Stratification is made by those capacities and talents valued by our society and those very decidedly not valued. Our society will find you interesting if you are an electronics engineer coming up with innovative software while in your early 20s. It is much less likely to find you interesting if what drives you is a practical, hands-on skill.

Newspapers knows that what is interesting to an increasingly business-literate readership are the men (and very occasionally women) whose portraits gaze out from business sections. The movers and shakers. It is heresy to suggest, as I do, that there are other movers and shakers who might be just as interesting.

Let me give you an example. As I drive to Dublin once a week, I am often struck by the radical change in Dublin's skyline. In the last two years, it isn't just that new buildings have gone up. It is that, no matter where you look, the city is straddled by great, single-legged cranes. I have yet to read a profile of a crane driver, whose view is so detached from street level and who is now metaphorically building the new Ireland.

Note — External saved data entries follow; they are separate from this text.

//! Distributional statistics for the detection pipeline.
//!
//! This module provides the statistical infrastructure shared by the
//! divergence test, the anomaly model, and threshold calibration:
//! - Fixed-binning histograms over coincidence time differences
//! - Hellinger distance with degenerate-histogram sentinels
//! - Type 2 quantile computation for false-positive-rate thresholds

mod hellinger;
mod histogram;
mod quantile;

pub use hellinger::hellinger;
pub use histogram::Histogram;
pub use quantile::{compute_quantile, compute_quantile_sorted};
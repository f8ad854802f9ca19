//! End-to-end detection trials: clean, time-push, replay, and hybrid runs
//! scored against a freshly calibrated detector.
//!
//! Trial verdicts follow the run summary: a trial detects when its mean
//! fused score exceeds the calibrated threshold.
//!
//! - Default tier: quick configuration, 2 s windows, runs in seconds
//! - Ignored tier: nominal 10 s windows over 600 s runs; run with --ignored

use photon_sentry::{
    auc, roc_points, Attack, CalibratedDetector, Detector, DetectorConfig, RunSummary, Scenario,
};

fn calibrated_quick(seed: u64) -> CalibratedDetector {
    Detector::new(DetectorConfig::quick())
        .expect("valid config")
        .calibrate(60.0, seed)
        .expect("calibration")
}

fn detected_trials(
    calibrated: &CalibratedDetector,
    attack: Option<Attack>,
    trials: usize,
    duration_s: f64,
    seed_base: u64,
    tag: &str,
) -> usize {
    let mut detections = 0;
    for trial in 0..trials {
        let scenario = match attack {
            Some(attack) => Scenario::attacked(duration_s, attack, seed_base + trial as u64),
            None => Scenario::clean(duration_s, seed_base + trial as u64),
        };
        let scores = calibrated.run_scenario(&scenario).expect("scenario scores");
        let summary = RunSummary::from_scores(&scores).expect("summary");
        if summary.detected() {
            detections += 1;
        }
        if (trial + 1) % 5 == 0 {
            eprintln!(
                "[{}] trial {}/{}: mean {:.3} vs threshold {:.3}, {} detections",
                tag,
                trial + 1,
                trials,
                summary.mean_fused,
                summary.threshold,
                detections
            );
        }
    }
    detections
}

/// Legitimate runs must almost never read as spoofed at run level.
#[test]
fn clean_trials_stay_below_threshold() {
    let calibrated = calibrated_quick(0x01);
    let detections = detected_trials(&calibrated, None, 20, 20.0, 1_000, "clean");
    assert!(
        detections <= 1,
        "{}/20 clean trials crossed the threshold",
        detections
    );
}

/// A 5 ns time push on the full stream must read as spoofed at run level.
#[test]
fn time_push_trials_exceed_threshold() {
    let calibrated = calibrated_quick(0x02);
    let attack = Attack::TimePush {
        delta_ns: 5.0,
        noise_ps: 5.0,
        spoof_rate: 1.0,
    };
    let detections = detected_trials(&calibrated, Some(attack), 20, 20.0, 2_000, "push");
    assert!(
        detections >= 19,
        "only {}/20 time-push trials detected",
        detections
    );
}

/// Half the stream pushed still separates at run level, mostly through the
/// folded-phase deviation.
#[test]
fn half_rate_push_still_detected() {
    let calibrated = calibrated_quick(0x03);
    let attack = Attack::TimePush {
        delta_ns: 5.0,
        noise_ps: 5.0,
        spoof_rate: 0.5,
    };
    let detections = detected_trials(&calibrated, Some(attack), 10, 30.0, 3_000, "half-push");
    assert!(
        detections >= 8,
        "only {}/10 half-rate trials detected",
        detections
    );
}

/// A wide replay spread destroys true coincidences; the histogram channels
/// saturate on near-empty windows.
#[test]
fn replay_collapses_coincidence_channel() {
    let calibrated = calibrated_quick(0x04);
    let scores = calibrated
        .run_scenario(&Scenario::attacked(20.0, Attack::replay(), 4_000))
        .expect("replay scores");
    let summary = RunSummary::from_scores(&scores).expect("summary");

    // A shift drawn within the coincidence window lets the odd pair survive,
    // so single windows can keep a partial histogram; the run average cannot.
    let mean_hellinger =
        scores.iter().map(|s| s.hellinger_score).sum::<f64>() / scores.len() as f64;
    assert!(
        mean_hellinger > 0.5,
        "mean hellinger {:.3} despite replay spread",
        mean_hellinger
    );
    assert!(summary.spoof_fraction >= 0.9, "spoof fraction {:.2}", summary.spoof_fraction);
    assert!(summary.detected());
}

/// Hybrid push-plus-replay at high spoof rate is detected in every trial.
#[test]
fn hybrid_attack_detected() {
    let calibrated = calibrated_quick(0x05);
    let attack = Attack::Hybrid {
        delta_ns: 10.0,
        spread_ns: 50.0,
        noise_ps: 5.0,
        spoof_rate: 0.9,
    };
    let detections = detected_trials(&calibrated, Some(attack), 5, 20.0, 5_000, "hybrid");
    assert_eq!(detections, 5, "only {}/5 hybrid trials detected", detections);
}

/// ROC swept over pooled clean and attacked windows traces the corners and
/// has near-unit area for a hard attack.
#[test]
fn roc_sweep_separates_populations() {
    let calibrated = calibrated_quick(0x06);
    let clean = calibrated
        .run_scenario(&Scenario::clean(40.0, 6_000))
        .expect("clean scores");
    let attack = Attack::TimePush {
        delta_ns: 5.0,
        noise_ps: 5.0,
        spoof_rate: 1.0,
    };
    let attacked = calibrated
        .run_scenario(&Scenario::attacked(40.0, attack, 6_500))
        .expect("attacked scores");

    let points = roc_points(&clean, &attacked).expect("roc points");
    let first = points.first().expect("first point");
    let last = points.last().expect("last point");
    assert_eq!((first.false_positive_rate, first.true_positive_rate), (0.0, 0.0));
    assert_eq!((last.false_positive_rate, last.true_positive_rate), (1.0, 1.0));

    let area = auc(&points);
    eprintln!("[roc] {} points, AUC {:.4}", points.len(), area);
    assert!(area > 0.95, "AUC {:.3} for a full-stream 5 ns push", area);
}

/// A zero-width coincidence window matches nothing: the extracted stream is
/// empty, the window histogram is all-zero, and the divergence test returns
/// its sentinel instead of a numeric error.
#[test]
fn zero_coincidence_window_scores_through_sentinels() {
    use photon_sentry::{hellinger, CoincidenceExtractor, Histogram, PairSource, WindowObservation};

    let config = DetectorConfig::quick().coincidence_window_ps(0.0);
    let run = PairSource::new(&config)
        .expect("valid config")
        .generate(10.0, 7_000)
        .expect("generated run");
    let samples = CoincidenceExtractor::new(&config)
        .expect("valid config")
        .extract(&run);
    assert!(samples.is_empty(), "zero window matched {} pairs", samples.len());

    let empty = Histogram::from_window(&samples, config.hist_bins, config.hist_range_s());
    assert!(empty.is_empty());
    assert_eq!(
        hellinger(&empty, &Histogram::empty(config.hist_bins, config.hist_range_s())).unwrap(),
        0.0
    );

    // Scoring an all-empty window against a normally calibrated context goes
    // through the one-empty sentinel and stays finite end to end.
    let calibrated = calibrated_quick(0x07);
    let score = calibrated
        .score_window(&WindowObservation {
            window_index: 0,
            coincidences: samples,
            sync: Vec::new(),
        })
        .expect("sentinel score");
    assert_eq!(score.hellinger_score, 1.0);
    assert_eq!(score.qtt_deviation, 0.0);
    assert!(score.fused_score.is_finite());
}

/// DetectionScore records survive a JSON round trip for external persistence.
#[test]
fn detection_scores_round_trip_through_json() {
    let calibrated = calibrated_quick(0x08);
    let scores = calibrated
        .run_scenario(&Scenario::clean(8.0, 8_000))
        .expect("clean scores");

    let json = serde_json::to_string(&scores).expect("serialize");
    let back: Vec<photon_sentry::DetectionScore> = serde_json::from_str(&json).expect("deserialize");
    assert_eq!(scores, back);
}

/// Nominal operating point: 600 s runs, 10 s windows, both directions.
#[test]
#[ignore = "hours of simulated link time; run with --ignored"]
fn nominal_six_hundred_second_trials() {
    const TRIALS: usize = 20;

    eprintln!("\n[nominal] calibrating on 600 s");
    let calibrated = Detector::new(DetectorConfig::nominal())
        .expect("valid config")
        .calibrate(600.0, 0x10)
        .expect("calibration");

    let clean = detected_trials(&calibrated, None, TRIALS, 600.0, 10_000, "nominal-clean");
    let attack = Attack::TimePush {
        delta_ns: 5.0,
        noise_ps: 5.0,
        spoof_rate: 1.0,
    };
    let pushed = detected_trials(&calibrated, Some(attack), TRIALS, 600.0, 20_000, "nominal-push");

    eprintln!(
        "[nominal] complete: {}/{} clean false alarms, {}/{} pushes detected",
        clean, TRIALS, pushed, TRIALS
    );
    assert!(clean <= 1, "{}/{} clean trials crossed the threshold", clean, TRIALS);
    assert!(pushed >= TRIALS - 1, "only {}/{} pushes detected", pushed, TRIALS);
}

The main problem about criticising the points system is that it is most frequently judged as a guaranteed producer of the right kind of workforce. This doesn't mean that we are turning out thousands of young people with strong language skills, because we're still falling short in that area. What it does mean is that we are producing highly-competent ants to go and work in the ant-hills of the multinational electronics and chemical companies.

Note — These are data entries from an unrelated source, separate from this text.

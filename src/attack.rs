//! Spoofing-attack models applied to the satellite side of a run.
//!
//! Attacks perturb raw satellite detection times (and, symmetrically, the
//! sync-stream time differences, since dt is satellite minus ground). Each
//! spoofed event is selected independently at `spoof_rate`, so partial
//! takeovers where only a fraction of the signal is counterfeit are part of
//! the model, not a special case.

use rand::{Rng, SeedableRng};
use rand_distr::{Distribution, Normal};
use rand_xoshiro::Xoshiro256PlusPlus;
use serde::{Deserialize, Serialize};

use crate::error::InputError;
use crate::types::{CoincidenceSample, PhotonEvent};

/// A timing-spoofing strategy.
#[derive(Debug, Clone, Copy, PartialEq, Serialize, Deserialize)]
pub enum Attack {
    /// Constant pull of the satellite clock, plus meaconing noise.
    TimePush {
        /// Applied shift in nanoseconds.
        delta_ns: f64,
        /// Gaussian noise the spoofer adds on top, in picoseconds.
        noise_ps: f64,
        /// Fraction of events replaced by the spoofer.
        spoof_rate: f64,
    },
    /// Replayed recording with uncontrolled per-event delay.
    Replay {
        /// Half-width of the uniform delay in nanoseconds.
        spread_ns: f64,
        /// Fraction of events replaced by the spoofer.
        spoof_rate: f64,
    },
    /// Constant pull and replay jitter combined.
    Hybrid {
        /// Applied shift in nanoseconds.
        delta_ns: f64,
        /// Half-width of the uniform delay in nanoseconds.
        spread_ns: f64,
        /// Gaussian noise in picoseconds.
        noise_ps: f64,
        /// Fraction of events replaced by the spoofer.
        spoof_rate: f64,
    },
}

impl Attack {
    /// Canonical time-push: 10 ns pull on half the events with 5 ps noise.
    pub fn time_push() -> Self {
        Attack::TimePush {
            delta_ns: 10.0,
            noise_ps: 5.0,
            spoof_rate: 0.5,
        }
    }

    /// Canonical replay: every event delayed by up to +/-100 ns.
    pub fn replay() -> Self {
        Attack::Replay {
            spread_ns: 100.0,
            spoof_rate: 1.0,
        }
    }

    /// Canonical hybrid: 10 ns pull with +/-50 ns replay jitter on half the
    /// events.
    pub fn hybrid() -> Self {
        Attack::Hybrid {
            delta_ns: 10.0,
            spread_ns: 50.0,
            noise_ps: 5.0,
            spoof_rate: 0.5,
        }
    }

    /// Short name for logs and reports.
    pub fn name(&self) -> &'static str {
        match self {
            Attack::TimePush { .. } => "time-push",
            Attack::Replay { .. } => "replay",
            Attack::Hybrid { .. } => "hybrid",
        }
    }

    /// Fraction of events the spoofer replaces.
    pub fn spoof_rate(&self) -> f64 {
        match *self {
            Attack::TimePush { spoof_rate, .. }
            | Attack::Replay { spoof_rate, .. }
            | Attack::Hybrid { spoof_rate, .. } => spoof_rate,
        }
    }

    /// Reject parameter sets outside the model's domain.
    pub fn validate(&self) -> Result<(), InputError> {
        let check = |name: &str, value: f64, non_negative: bool| -> Result<(), InputError> {
            if !value.is_finite() || (non_negative && value < 0.0) {
                return Err(InputError::InvalidConfig {
                    reason: format!("attack {name} must be finite and non-negative, got {value}"),
                });
            }
            Ok(())
        };
        match *self {
            Attack::TimePush { delta_ns, noise_ps, .. } => {
                check("delta_ns", delta_ns, false)?;
                check("noise_ps", noise_ps, true)?;
            }
            Attack::Replay { spread_ns, .. } => {
                check("spread_ns", spread_ns, true)?;
            }
            Attack::Hybrid { delta_ns, spread_ns, noise_ps, .. } => {
                check("delta_ns", delta_ns, false)?;
                check("spread_ns", spread_ns, true)?;
                check("noise_ps", noise_ps, true)?;
            }
        }
        let rate = self.spoof_rate();
        if !(0.0..=1.0).contains(&rate) || rate.is_nan() {
            return Err(InputError::InvalidConfig {
                reason: format!("attack spoof_rate must be in [0, 1], got {rate}"),
            });
        }
        Ok(())
    }

    /// Perturb raw satellite detection times in place.
    pub fn apply_to_events(
        &self,
        satellite: &mut [PhotonEvent],
        seed: u64,
    ) -> Result<(), InputError> {
        self.validate()?;
        let mut rng = Xoshiro256PlusPlus::seed_from_u64(seed);
        let noise = self.noise_dist()?;
        for event in satellite.iter_mut() {
            if rng.random_bool(self.spoof_rate()) {
                event.time_s += self.draw_shift(&mut rng, &noise);
            }
        }
        Ok(())
    }

    /// Perturb sync-stream time differences in place.
    ///
    /// dt is satellite minus ground, so the same shift that delays the raw
    /// satellite stream adds directly onto dt.
    pub fn apply_to_dts(
        &self,
        samples: &mut [CoincidenceSample],
        seed: u64,
    ) -> Result<(), InputError> {
        self.validate()?;
        let mut rng = Xoshiro256PlusPlus::seed_from_u64(seed);
        let noise = self.noise_dist()?;
        for sample in samples.iter_mut() {
            if rng.random_bool(self.spoof_rate()) {
                sample.dt_s += self.draw_shift(&mut rng, &noise);
            }
        }
        Ok(())
    }

    fn noise_dist(&self) -> Result<Normal<f64>, InputError> {
        let sigma_ps = match *self {
            Attack::TimePush { noise_ps, .. } | Attack::Hybrid { noise_ps, .. } => noise_ps,
            Attack::Replay { .. } => 0.0,
        };
        Normal::new(0.0, sigma_ps * 1e-12).map_err(|_| InputError::InvalidConfig {
            reason: format!("attack noise_ps must be non-negative, got {sigma_ps}"),
        })
    }

    fn draw_shift(&self, rng: &mut Xoshiro256PlusPlus, noise: &Normal<f64>) -> f64 {
        match *self {
            Attack::TimePush { delta_ns, .. } => delta_ns * 1e-9 + noise.sample(rng),
            Attack::Replay { spread_ns, .. } => {
                let spread = spread_ns * 1e-9;
                if spread > 0.0 {
                    rng.random_range(-spread..spread)
                } else {
                    0.0
                }
            }
            Attack::Hybrid { delta_ns, spread_ns, .. } => {
                let spread = spread_ns * 1e-9;
                let replayed = if spread > 0.0 {
                    rng.random_range(-spread..spread)
                } else {
                    0.0
                };
                delta_ns * 1e-9 + replayed + noise.sample(rng)
            }
        }
    }
}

It is easy to identify shortfalls in the points system; much less easy to work out at which point it is effective to break into a cycle of deprivation or establish which group can be most effective in counterbalancing the elitist assumptions of the majority.

But we should not underestimate the negative impact those assumptions can have on the lives of young people. It's a long time since I taught very young children, but one of the things I noticed then has not changed: children cop on extremely quickly that the big kudos goes to the kids who are good exam-passers, good points-getters.

If you're not a good exampasser, if your score is low, you know you are less valued by at least some of the adults who shape your life.

Some experts on child molestation believe that the inculcation of high self-esteem is the best possible protection against paedophiles. The court cases of the last couple of years indicate that we need to be wary of laying our values on the line in such a way as to increase the vulnerability of school-goers.

Just what a Minister for Education, or even his commission, can do, I don't know. But I do know that a comparatively young Minister will not be thanked if all he does is tweak a little here or there. It is time our education system reflected more than yuppie values.